Reproduce the records below exactly, but only between the lines holding "impl CdcOperation for" and "if let Some(id)", inclusive.

◆ ◆ ◆ ◆

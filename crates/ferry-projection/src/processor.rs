use tracing::trace;

use crate::envelope::Envelope;
use crate::error::ProjectionError;

/// A per-record transform applied to an envelope before it becomes a write.
pub trait PostProcessor: Send + Sync {
    fn process(&self, envelope: &mut Envelope) -> Result<(), ProjectionError>;

    fn name(&self) -> &str;
}

/// Runs post processors in insertion order, stopping at the first failure.
#[derive(Default)]
pub struct ProcessorChain {
    processors: Vec<Box<dyn PostProcessor>>,
}

impl ProcessorChain {
    pub fn new() -> Self {
        Self::default()
    }

    pub fn push(&mut self, processor: impl PostProcessor + 'static) -> &mut Self {
        self.processors.push(Box::new(processor));
        self
    }

    pub fn len(&self) -> usize {
        self.processors.len()
    }

    pub fn is_empty(&self) -> bool {
        self.processors.is_empty()
    }

    pub fn names(&self) -> Vec<&str> {
        self.processors.iter().map(|p| p.name()).collect()
    }

    pub fn process(&self, envelope: &mut Envelope) -> Result<(), ProjectionError> {
        for processor in &self.processors {
            trace!(processor = processor.name(), "running post processor");
            processor.process(envelope)?;
        }
        Ok(())
    }
}

impl std::fmt::Debug for ProcessorChain {
    fn fmt(&self, f: &mut std::fmt::Formatter<'_>) -> std::fmt::Result {
        f.debug_struct("ProcessorChain")
            .field("processors", &self.names())
            .finish()
    }
}

#[cfg(test)]
mod tests {
    use bson::doc;

    use super::*;
    use crate::envelope::Target;
    use crate::pattern::parse_field_list;
    use crate::projector::FieldProjector;

    #[test]
    fn empty_chain_is_identity() {
        let chain = ProcessorChain::new();
        let mut env = Envelope::new(Some(doc! { "_id": 1, "a": 2 }), None);
        chain.process(&mut env).unwrap();
        assert_eq!(env.key(), Some(&doc! { "_id": 1, "a": 2 }));
        assert!(chain.is_empty());
    }

    #[test]
    fn runs_in_order() {
        let mut chain = ProcessorChain::new();
        chain
            .push(FieldProjector::whitelist_value(parse_field_list("a,b").unwrap()))
            .push(FieldProjector::blacklist_value(parse_field_list("b").unwrap()));

        let mut env = Envelope::new(None, Some(doc! { "_id": 1, "a": 1, "b": 2, "c": 3 }));
        chain.process(&mut env).unwrap();
        assert_eq!(env.value(), Some(&doc! { "_id": 1, "a": 1 }));
        assert_eq!(
            chain.names(),
            vec!["whitelist_value_projector", "blacklist_value_projector"]
        );
    }

    #[test]
    fn stops_at_first_failure() {
        let mut chain = ProcessorChain::new();
        chain
            .push(FieldProjector::blacklist_key(parse_field_list("a").unwrap()))
            .push(FieldProjector::blacklist_value(parse_field_list("a").unwrap()));

        let mut env = Envelope::new(None, Some(doc! { "_id": 1, "a": 1 }));
        let err = chain.process(&mut env).unwrap_err();
        assert_eq!(err, ProjectionError::MissingDocument(Target::Key));
        assert_eq!(env.value(), Some(&doc! { "_id": 1, "a": 1 }));
    }
}
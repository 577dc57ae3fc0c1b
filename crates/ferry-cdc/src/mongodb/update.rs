use bson::Document;
use ferry_projection::{Envelope, ID_FIELD};

use crate::error::CdcError;
use crate::mongodb::{PATCH_FIELD, embedded_document, id_filter};
use crate::operation::CdcOperation;
use crate::write_model::WriteModel;

/// Applies the event's `patch` field.
///
/// A patch that carries its own `_id` is a full replacement document; any
/// other patch is an update (`$set`, `$unset`, ...) against the document
/// named by the event key.
#[derive(Debug, Clone, Copy, Default)]
pub struct Update;

impl CdcOperation for Update {
    fn perform(&self, envelope: &Envelope) -> Result<WriteModel, CdcError> {
        let value = envelope
            .value()
            .ok_or(CdcError::MissingField(PATCH_FIELD))?;
        let patch = embedded_document(value, PATCH_FIELD)?;

        if let Some(id) = patch.get(ID_FIELD).cloned() {
            let mut filter = Document::new();
            filter.insert(ID_FIELD, id);
            return Ok(WriteModel::ReplaceOne {
                filter,
                replacement: patch,
                upsert: true,
            });
        }

        let key = envelope.key().ok_or(CdcError::MissingKeyDocument)?;
        Ok(WriteModel::UpdateOne {
            filter: id_filter(key)?,
            update: patch,
        })
    }
}

#[cfg(test)]
mod tests {
    use bson::doc;

    use super::*;

    #[test]
    fn full_document_patch_replaces() {
        let envelope = Envelope::new(
            Some(doc! { "id": "\"x\"" }),
            Some(doc! { "op": "u", "patch": r#"{"_id": "x", "name": "Anne"}"# }),
        );
        assert_eq!(
            Update.perform(&envelope).unwrap(),
            WriteModel::ReplaceOne {
                filter: doc! { "_id": "x" },
                replacement: doc! { "_id": "x", "name": "Anne" },
                upsert: true,
            }
        );
    }

    #[test]
    fn operator_patch_updates_by_key() {
        let envelope = Envelope::new(
            Some(doc! { "id": "\"x\"" }),
            Some(doc! { "op": "u", "patch": r#"{"$set": {"name": "Anne"}}"# }),
        );
        assert_eq!(
            Update.perform(&envelope).unwrap(),
            WriteModel::UpdateOne {
                filter: doc! { "_id": "x" },
                update: doc! { "$set": { "name": "Anne" } },
            }
        );
    }

    #[test]
    fn operator_patch_needs_key() {
        let envelope = Envelope::new(None, Some(doc! { "patch": r#"{"$set": {"a": 1}}"# }));
        assert_eq!(
            Update.perform(&envelope).unwrap_err(),
            CdcError::MissingKeyDocument
        );
    }

    #[test]
    fn malformed_patch() {
        let envelope = Envelope::new(None, Some(doc! { "patch": "[1, 2]" }));
        assert!(matches!(
            Update.perform(&envelope),
            Err(CdcError::MalformedDocument(_))
        ));
    }
}
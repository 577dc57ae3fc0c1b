//! Debezium MongoDB change events.
//!
//! Keys carry the document identifier as an extended JSON string under
//! `id`; values carry the operation code under `op` and the payload as an
//! extended JSON string under `after` (inserts) or `patch` (updates).

mod delete;
mod insert;
mod update;

use std::collections::HashMap;

use bson::Document;
use ferry_projection::{Envelope, ID_FIELD};
use tracing::debug;

pub use delete::Delete;
pub use insert::Insert;
pub use update::Update;

use crate::error::CdcError;
use crate::extjson;
use crate::operation::{CdcOperation, OperationType};
use crate::write_model::WriteModel;

pub(crate) const KEY_ID_FIELD: &str = "id";
pub(crate) const OP_FIELD: &str = "op";
pub(crate) const AFTER_FIELD: &str = "after";
pub(crate) const PATCH_FIELD: &str = "patch";

/// `{ "_id": <parsed key id> }`
pub(crate) fn id_filter(key: &Document) -> Result<Document, CdcError> {
    let raw = key.get_str(KEY_ID_FIELD).map_err(|_| {
        CdcError::MalformedIdentifier(format!(
            "key document has no string field \"{KEY_ID_FIELD}\""
        ))
    })?;
    let id = extjson::parse_value(raw).map_err(CdcError::MalformedIdentifier)?;

    let mut filter = Document::new();
    filter.insert(ID_FIELD, id);
    Ok(filter)
}

/// Parse the extended JSON document stored as a string under `field`.
pub(crate) fn embedded_document(
    value: &Document,
    field: &'static str,
) -> Result<Document, CdcError> {
    let raw = value
        .get_str(field)
        .map_err(|_| CdcError::MissingField(field))?;
    extjson::parse_document(raw).map_err(CdcError::MalformedDocument)
}

/// Dispatches change events to the operation registered for their `op`.
pub struct MongoDbHandler {
    operations: HashMap<OperationType, Box<dyn CdcOperation>>,
}

impl Default for MongoDbHandler {
    fn default() -> Self {
        let mut operations: HashMap<OperationType, Box<dyn CdcOperation>> = HashMap::new();
        operations.insert(OperationType::Create, Box::new(Insert));
        operations.insert(OperationType::Read, Box::new(Insert));
        operations.insert(OperationType::Update, Box::new(Update));
        operations.insert(OperationType::Delete, Box::new(Delete));
        MongoDbHandler { operations }
    }
}

impl MongoDbHandler {
    pub fn new() -> Self {
        Self::default()
    }

    /// Replace the operation used for `op`.
    pub fn with_operation(
        mut self,
        op: OperationType,
        operation: impl CdcOperation + 'static,
    ) -> Self {
        self.operations.insert(op, Box::new(operation));
        self
    }

    /// Translate one event into a write.
    ///
    /// Events without a value (or with an empty one) are tombstones kept for
    /// topic compaction and produce no write.
    pub fn handle(&self, envelope: &Envelope) -> Result<Option<WriteModel>, CdcError> {
        let key = envelope.key().ok_or(CdcError::MissingKeyDocument)?;

        let value = match envelope.value() {
            Some(value) if !value.is_empty() => value,
            _ => {
                debug!(key = %key, "skipping tombstone event");
                return Ok(None);
            }
        };

        let op: OperationType = value
            .get_str(OP_FIELD)
            .map_err(|_| CdcError::MissingField(OP_FIELD))?
            .parse()?;

        let operation = self
            .operations
            .get(&op)
            .ok_or_else(|| CdcError::UnknownOperation(op.to_string()))?;

        debug!(op = %op, key = %key, "handling change event");
        operation.perform(envelope).map(Some)
    }
}
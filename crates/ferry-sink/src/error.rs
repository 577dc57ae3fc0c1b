use std::fmt;

use ferry_cdc::CdcError;
use ferry_projection::ProjectionError;

#[derive(Debug)]
pub enum SinkError {
    Io(std::io::Error),
    Json(serde_json::Error),
    Config(String),
    InvalidRecord(String),
    Projection(ProjectionError),
    Cdc(CdcError),
}

impl fmt::Display for SinkError {
    fn fmt(&self, f: &mut fmt::Formatter<'_>) -> fmt::Result {
        match self {
            SinkError::Io(e) => write!(f, "io error: {e}"),
            SinkError::Json(e) => write!(f, "json error: {e}"),
            SinkError::Config(msg) => write!(f, "config error: {msg}"),
            SinkError::InvalidRecord(msg) => write!(f, "invalid record: {msg}"),
            SinkError::Projection(e) => write!(f, "projection error: {e}"),
            SinkError::Cdc(e) => write!(f, "cdc error: {e}"),
        }
    }
}

impl std::error::Error for SinkError {}

impl From<std::io::Error> for SinkError {
    fn from(e: std::io::Error) -> Self {
        SinkError::Io(e)
    }
}

impl From<serde_json::Error> for SinkError {
    fn from(e: serde_json::Error) -> Self {
        SinkError::Json(e)
    }
}

impl From<ProjectionError> for SinkError {
    fn from(e: ProjectionError) -> Self {
        SinkError::Projection(e)
    }
}

impl From<CdcError> for SinkError {
    fn from(e: CdcError) -> Self {
        SinkError::Cdc(e)
    }
}
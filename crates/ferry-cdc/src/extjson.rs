use bson::{Bson, Document};

/// Parse a single MongoDB extended JSON value, e.g. `"abc"`, `1004` or
/// `{"$oid": "..."}`.
pub(crate) fn parse_value(text: &str) -> Result<Bson, String> {
    let json: serde_json::Value =
        serde_json::from_str(text).map_err(|e| format!("invalid JSON \"{text}\": {e}"))?;
    Bson::try_from(json).map_err(|e| format!("invalid extended JSON \"{text}\": {e}"))
}

/// Parse an extended JSON object into a document.
pub(crate) fn parse_document(text: &str) -> Result<Document, String> {
    match parse_value(text)? {
        Bson::Document(doc) => Ok(doc),
        other => Err(format!("expected a document, got {:?}", other.element_type())),
    }
}
//! Preschool Records - 学前班档案管理后端
//!
//! 基于 Actix Web 构建，核心是师生分配的校验与批量写回。
//!
//! # 架构
//! - `assignment`: 师生分配（资格索引、编辑会话、差异计算、顺序写回）
//! - `cache`: 缓存层（Moka/Redis）
//! - `config`: 配置管理
//! - `entity`: SeaORM 数据库实体
//! - `errors`: 统一错误处理
//! - `middlewares`: 认证授权与限流中间件
//! - `models`: 数据模型定义
//! - `routes`: API 路由层
//! - `runtime`: 运行时生命周期管理
//! - `services`: 业务逻辑层
//! - `storage`: 数据存储层（SeaORM）
//! - `utils`: 工具函数

pub mod assignment;
pub mod cache;
pub mod config;
pub mod entity;
pub mod errors;
pub mod middlewares;
pub mod models;
pub mod routes;
pub mod runtime;
pub mod services;
pub mod storage;
pub mod utils;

◆ ◆ ◆ ◆

> _SOLUTION_
impl CdcOperation for Update {
    fn perform(&self, envelope: &Envelope) -> Result<WriteModel, CdcError> {
        let value = envelope
            .value()
            .ok_or(CdcError::MissingField(PATCH_FIELD))?;
        let patch = embedded_document(value, PATCH_FIELD)?;

        if let Some(id) = patch.get(ID_FIELD).cloned() {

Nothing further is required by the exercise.